Like the rest of the United Kingdom, Scottish broadcasters hosted television debates. On 20 November, BBC Scotland's flagship political programme, Debate Night, moderated by Stephen Jardine, hosted a Young Voter's Special with representatives from the main parties where they debated in front of an audience of voters aged under 30. On 3 December, STV hosted a television debate moderated by Colin Mackay and BBC Scotland announced that they would host a debate on 10 December, two days before the election, moderated by Sarah Smith.
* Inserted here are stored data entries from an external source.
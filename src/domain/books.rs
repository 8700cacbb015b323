//! Book records persisted by every storage backend.

use serde::{Deserialize, Serialize};

use crate::domain::error::DomainError;

/// Identifier assigned by the backend on insert. Zero means "not yet stored".
pub type BookId = i64;

#[derive(Debug, Clone, Default, PartialEq, Eq, Serialize, Deserialize)]
pub struct Book {
    pub id: BookId,
    pub title: String,
    pub author: String,
    pub published_date: String,
    pub image_url: String,
    pub description: String,
    pub created_by: String,
    pub created_by_id: String,
}

impl Book {
    /// Fields a backend must reject before persisting the record.
    pub fn validate(&self) -> Result<(), DomainError> {
        if self.title.trim().is_empty() {
            return Err(DomainError::validation("book title must not be empty"));
        }
        if self.id < 0 {
            return Err(DomainError::validation("book id must not be negative"));
        }
        Ok(())
    }
}

#[cfg(test)]
mod tests {
    use super::*;

    #[test]
    fn blank_title_is_rejected() {
        let book = Book {
            title: "   ".to_string(),
            ..Default::default()
        };
        assert!(book.validate().is_err());
    }

    #[test]
    fn titled_book_is_valid() {
        let book = Book {
            title: "Dune".to_string(),
            created_by: "Ada".to_string(),
            ..Default::default()
        };
        assert!(book.validate().is_ok());
    }
}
| Date | Organisers | Venue | Moderators | P Present S Standing-in NI Not invited A Absent I Invited |  |  |  |  |  |
| Con | Lab | SNP | LD | Green | Brexit |
| 20 November | BBC Scotland (Debate Night) | Scottish Youth Theatre, Glasgow | Stephen Jardine | S Gallacher | S Sweeney | S Linden | S Cole-Hamilton | P Slater | NI |
| 26 November | Sky News | City Observatory, Edinburgh | Adam Boulton | S Greene | P Leonard | S Blackford | P Rennie | A Harvie | NI |
| 2 December | BBC (Victoria Derbyshire Election Debate) | North Berwick, East Lothian | Victoria Derbyshire | S Hoy | S Whitfield | S MacAskill | S O'Riordan | NI | NI |
| 3 December | STV | STV Pacific Quay, Glasgow | Colin Mackay | P Carlaw | P Leonard | P Sturgeon | P Rennie | NI | NI |
| 10 December | BBC Scotland | BBC Pacific Quay, Glasgow | Sarah Smith | P Carlaw | P Leonard | P Sturgeon | P Rennie | NI | NI |

The Scottish National Party have been represented in UK-wide television debates in addition due to being the third largest party in the House of Commons.

====Reaction====

| Date(s) administered | Poll source | Sample size | Carlaw | Leonard | Sturgeon | Rennie | Lead |
STV Leaders Debate
| 3 December 2019 | STV News Archived 3 December 2019 at the Wayback Machine | 7,170 | 10% | 5% | 80% | 5% | 70% |
| 3 December 2019 | HeraldScotland | 9,115 | 7% | 4% | 87% | 2% | 80% |
BBC Leaders Debate
| 10 December 2019 | HeraldScotland | 2,834 | 7% | 17% | 72% | 4% | 55% |

====Leader's interviews====

In addition to television debates, BBC Scotland and STV also interviewed Scottish party leaders on The Nine and Scotland Tonight in the run-up to the general election, alongside guest commentary too.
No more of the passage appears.